Ambas son hijas del Acuerdo de Paz. Ese acuerdo fue posible gracias a que el presidente anterior y un conjunto de personas que lo acompañaban lograron lo que parecía inconcebible: que se estableciera, en ciertos términos jurídicos, la conexidad del tráfico de drogas con el delito de rebelión.
Sé que esto y el acuerdo mismo, son mirados con total desaprobación por un sector muy grande la sociedad colombiana. Lo sé. Y más que eso, sé que son vistos con desprecio, con rabia, con odio. Ahí está buena parte de la desesperanza que sentimos los colombianos en este instante, forzados a cruzar desierto tras desierto sin ningún alivio.

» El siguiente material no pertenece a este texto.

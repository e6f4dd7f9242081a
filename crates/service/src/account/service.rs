use std::sync::Arc;

use argon2::{password_hash::{PasswordHasher, PasswordVerifier, SaltString}, Argon2, PasswordHash};
use rand::rngs::OsRng;
use tracing::{debug, info, instrument};

use super::domain::{Account, AuthSession, LoginInput, RegisterInput};
use super::repository::AccountRepository;
use crate::errors::ServiceError;
use crate::token::{Principal, TokenCodec};

pub const MIN_PASSWORD_LEN: usize = 8;

/// Account business service independent of web framework
pub struct AccountService<R: ?Sized> {
    repo: Arc<R>,
    tokens: TokenCodec,
}

impl<R: AccountRepository + ?Sized> AccountService<R> {
    pub fn new(repo: Arc<R>, tokens: TokenCodec) -> Self { Self { repo, tokens } }

    /// Register a new account with an argon2 password hash.
    ///
    /// # Examples
    /// ```
    /// use service::account::{AccountService, domain::RegisterInput};
    /// use service::repo::memory::InMemoryStore;
    /// use service::token::TokenCodec;
    /// use std::sync::Arc;
    /// let svc = AccountService::new(Arc::new(InMemoryStore::default()), TokenCodec::new("secret", 1));
    /// let input = RegisterInput { email: "user@example.com".into(), name: "Test".into(), password: "Secret123".into() };
    /// let account = tokio_test::block_on(svc.register(input)).unwrap();
    /// assert_eq!(account.email, "user@example.com");
    /// ```
    #[instrument(skip(self, input), fields(email = %input.email))]
    pub async fn register(&self, input: RegisterInput) -> Result<Account, ServiceError> {
        models::account::validate_email(&input.email)?;
        models::account::validate_name(&input.name)?;
        if input.password.len() < MIN_PASSWORD_LEN {
            return Err(ServiceError::Validation(format!("password too short (>={MIN_PASSWORD_LEN})")));
        }
        if let Some(existing) = self.repo.find_account_by_email(input.email.trim()).await? {
            debug!("account exists: {}", existing.email);
            return Err(ServiceError::Conflict("account already exists".into()));
        }

        let salt = SaltString::generate(&mut OsRng);
        let hash = Argon2::default()
            .hash_password(input.password.as_bytes(), &salt)
            .map_err(|e| ServiceError::Validation(format!("cannot hash password: {e}")))?
            .to_string();

        let account = self.repo.create_account(input.email.trim(), input.name.trim(), &hash).await?;
        info!(account_id = %account.id, email = %account.email, event = "account_registered", "account registered");
        Ok(account)
    }

    /// Verify the password and issue a bearer token.
    ///
    /// # Examples
    /// ```
    /// use service::account::{AccountService, domain::{RegisterInput, LoginInput}};
    /// use service::repo::memory::InMemoryStore;
    /// use service::token::TokenCodec;
    /// use std::sync::Arc;
    /// let svc = AccountService::new(Arc::new(InMemoryStore::default()), TokenCodec::new("secret", 1));
    /// let _ = tokio_test::block_on(svc.register(RegisterInput { email: "u@e.com".into(), name: "N".into(), password: "Passw0rd".into() }));
    /// let session = tokio_test::block_on(svc.login(LoginInput { email: "u@e.com".into(), password: "Passw0rd".into() })).unwrap();
    /// assert_eq!(session.account.email, "u@e.com");
    /// assert!(!session.token.is_empty());
    /// ```
    #[instrument(skip(self, input), fields(email = %input.email))]
    pub async fn login(&self, input: LoginInput) -> Result<AuthSession, ServiceError> {
        let invalid = || ServiceError::Unauthorized("invalid credentials".into());
        let account = self.repo
            .find_account_by_email(input.email.trim())
            .await?
            .ok_or_else(invalid)?;

        let cred = self.repo
            .get_credentials(account.id)
            .await?
            .ok_or_else(invalid)?;

        let parsed = PasswordHash::new(&cred.password_hash).map_err(|e| ServiceError::Db(format!("stored hash unreadable: {e}")))?;
        if Argon2::default().verify_password(input.password.as_bytes(), &parsed).is_err() {
            return Err(invalid());
        }

        let token = self.tokens.issue(account.id, &account.email)?;
        info!(account_id = %account.id, event = "login", "account logged in");
        Ok(AuthSession { account, token })
    }

    /// Account for a verified principal.
    pub async fn resolve(&self, principal: &Principal) -> Result<Account, ServiceError> {
        super::resolve_account(self.repo.as_ref(), principal).await
    }
}
use std::fmt;
use std::str::FromStr;

use chrono::{DateTime, NaiveDate, NaiveTime, Utc};
use serde::{Deserialize, Serialize};
use uuid::Uuid;

use crate::errors::ServiceError;

#[derive(Debug, Clone, Copy, PartialEq, Eq, Serialize, Deserialize)]
#[serde(rename_all = "lowercase")]
pub enum ReservationStatus {
    Pending,
    Confirmed,
    Completed,
    Cancelled,
}

impl ReservationStatus {
    pub fn as_str(&self) -> &'static str {
        match self {
            Self::Pending => models::reservation::STATUS_PENDING,
            Self::Confirmed => models::reservation::STATUS_CONFIRMED,
            Self::Completed => models::reservation::STATUS_COMPLETED,
            Self::Cancelled => models::reservation::STATUS_CANCELLED,
        }
    }

    /// Whether the reservation still holds its slot.
    pub fn holds_slot(&self) -> bool { !matches!(self, Self::Cancelled) }
}

impl fmt::Display for ReservationStatus {
    fn fmt(&self, f: &mut fmt::Formatter<'_>) -> fmt::Result { f.write_str(self.as_str()) }
}

impl FromStr for ReservationStatus {
    type Err = ServiceError;

    fn from_str(s: &str) -> Result<Self, Self::Err> {
        let s = models::reservation::validate_status(s)?;
        Ok(match s.as_str() {
            models::reservation::STATUS_CONFIRMED => Self::Confirmed,
            models::reservation::STATUS_COMPLETED => Self::Completed,
            models::reservation::STATUS_CANCELLED => Self::Cancelled,
            _ => Self::Pending,
        })
    }
}

#[derive(Debug, Clone, PartialEq, Serialize)]
pub struct Reservation {
    pub id: Uuid,
    pub account_id: Uuid,
    pub counselor_id: Uuid,
    pub counsel_date: NaiveDate,
    pub counsel_time: NaiveTime,
    pub location: Option<String>,
    pub status: ReservationStatus,
    pub created_at: DateTime<Utc>,
}

/// Body of a reservation request.
#[derive(Debug, Clone, Deserialize)]
pub struct CreateReservationInput {
    pub counselor_id: Uuid,
    pub counsel_date: NaiveDate,
    pub counsel_time: NaiveTime,
    #[serde(default)]
    pub location: Option<String>,
}

#[derive(Debug, Clone, PartialEq, Serialize)]
pub struct ReservationView {
    pub reservation_id: Uuid,
    pub counselor_id: Uuid,
    pub counselor_name: String,
    pub counsel_date: NaiveDate,
    pub counsel_time: NaiveTime,
    pub location: Option<String>,
    pub status: ReservationStatus,
}
use sea_orm::{entity::prelude::*, sea_query::OnConflict, ConnectionTrait, QueryFilter, Set};
use uuid::Uuid;
use serde::{Deserialize, Serialize};

use crate::errors::ModelError;

#[derive(Clone, Debug, PartialEq, DeriveEntityModel, Serialize, Deserialize)]
#[sea_orm(table_name = "review_tag")]
pub struct Model {
    #[sea_orm(primary_key, auto_increment = false)]
    pub id: Uuid,
    #[sea_orm(unique)]
    pub name: String,
}

#[derive(Copy, Clone, Debug, EnumIter)]
pub enum Relation {}

impl RelationTrait for Relation {
    fn def(&self) -> RelationDef { panic!("no relations defined here") }
}

impl ActiveModelBehavior for ActiveModel {}

pub fn normalize_name(name: &str) -> Result<String, ModelError> {
    let n = name.trim();
    if n.is_empty() { return Err(ModelError::Validation("tag name required".into())); }
    if n.chars().count() > 32 { return Err(ModelError::Validation("tag name too long (<=32)".into())); }
    Ok(n.to_lowercase())
}

/// Fetch a tag by name, inserting it first if missing.
pub async fn find_or_create<C: ConnectionTrait>(db: &C, name: &str) -> Result<Model, ModelError> {
    let name = normalize_name(name)?;
    let am = ActiveModel { id: Set(Uuid::new_v4()), name: Set(name.clone()) };
    Entity::insert(am)
        .on_conflict(OnConflict::column(Column::Name).do_nothing().to_owned())
        .exec_without_returning(db)
        .await
        .map_err(ModelError::from_db)?;
    Entity::find()
        .filter(Column::Name.eq(name.as_str()))
        .one(db)
        .await
        .map_err(ModelError::from_db)?
        .ok_or_else(|| ModelError::Db(format!("tag {name} vanished after upsert")))
}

En plata blanca, hasta donde yo entiendo, lo que logró Santos fue despenalizar por unos meses la droga para poder desmovilizar a un grupo guerrillero. A trece mil hombres armados, concretamente. Eso hizo. El acto de un político de genio, de un tipo de profunda visión de la realidad de su país. Y del porvenir, del posible futuro que podríamos soñar. Ahora no se ve con claridad, pero en unos años todos nos agarraremos a la JEP y a la Comisión de la Verdad como a un madero en el naufragio angustioso que es la vida en Colombia algunas veces.
Me imagino que miles de colombianos apagan la luz de su mesita de noche y se duermen tranquilos, porque sienten que deben condenar instituciones como la JEP y la Comisión de la Verdad. Porque piensan que son un pecado monstruoso. Y sienten que ellos están del lado de la verdad, de la decencia, de la corrección moral. Bueno, pues están en su derecho, no faltaría más. Yo no creo tanto que estén equivocados, como que están asustados.
No lo sé. La opinión y el sentir de los demás son sagrados. Uno no es mejor que nadie, no tiene más derecho que nadie a hacerse su propia idea de las cosas. Pero, ya lo digo, creo que el único chance que tenemos los colombianos de pacificar este país está fundado en esas dos instituciones, en esas dos ideas de reconciliación. Es lo que yo siento íntimamente. Lo que vaya quedando en limpio en la sociedad, emanado de esas dos instancias de diálogo nuevo y promisorio, será forjado con mucho trabajo, será colectivo, y será justo hasta lo humanamente posible.
Mi opinión no es mejor que la de nadie, como ya dije, pero ese tipo Santos ha hecho algo de genio. Eso es, a mi entender, levantarse, alzarse en medio de los demás y mirar hacia el horizonte. Desprenderse de la mezquindad y vislumbrar el tiempo por venir.
El testimonio que dio por estos días Íngrid Betancourt me conmovió hasta el llanto. Y una vez más, el padre de Roux me dio esperanza y un sentido noble de la condición humana. Atrás, mientras Íngrid decía las palabras que tenía que decir y tendía hacia los otros los brazos, atrás, en una penumbra, estaba él. Con las manos en oración. Pidiendo a su Dios por todos. Por todos nosotros.